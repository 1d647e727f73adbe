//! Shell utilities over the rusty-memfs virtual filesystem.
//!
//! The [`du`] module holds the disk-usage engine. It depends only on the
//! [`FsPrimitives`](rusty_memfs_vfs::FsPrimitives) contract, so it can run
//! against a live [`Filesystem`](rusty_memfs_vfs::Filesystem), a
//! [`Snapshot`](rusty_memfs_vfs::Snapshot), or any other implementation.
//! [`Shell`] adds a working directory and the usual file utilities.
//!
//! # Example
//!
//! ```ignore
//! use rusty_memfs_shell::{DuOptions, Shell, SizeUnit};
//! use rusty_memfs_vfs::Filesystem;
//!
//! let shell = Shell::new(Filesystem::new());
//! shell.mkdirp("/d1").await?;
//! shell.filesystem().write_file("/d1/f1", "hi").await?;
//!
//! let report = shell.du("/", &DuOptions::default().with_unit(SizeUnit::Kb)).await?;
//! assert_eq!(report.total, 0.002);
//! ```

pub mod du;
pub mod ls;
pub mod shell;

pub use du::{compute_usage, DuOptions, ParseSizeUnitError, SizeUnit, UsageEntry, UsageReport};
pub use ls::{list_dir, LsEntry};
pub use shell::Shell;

______

→ **GOAL OF THE EXERCISE**
Keep only the lines from the line with "pub mod shell;" to the end of the records above, and repeat them exactly.

→ **SOLUTION TO THIS PROBLEM**
pub mod shell;

pub use du::{compute_usage, DuOptions, ParseSizeUnitError, SizeUnit, UsageEntry, UsageReport};
pub use ls::{list_dir, LsEntry};
pub use shell::Shell;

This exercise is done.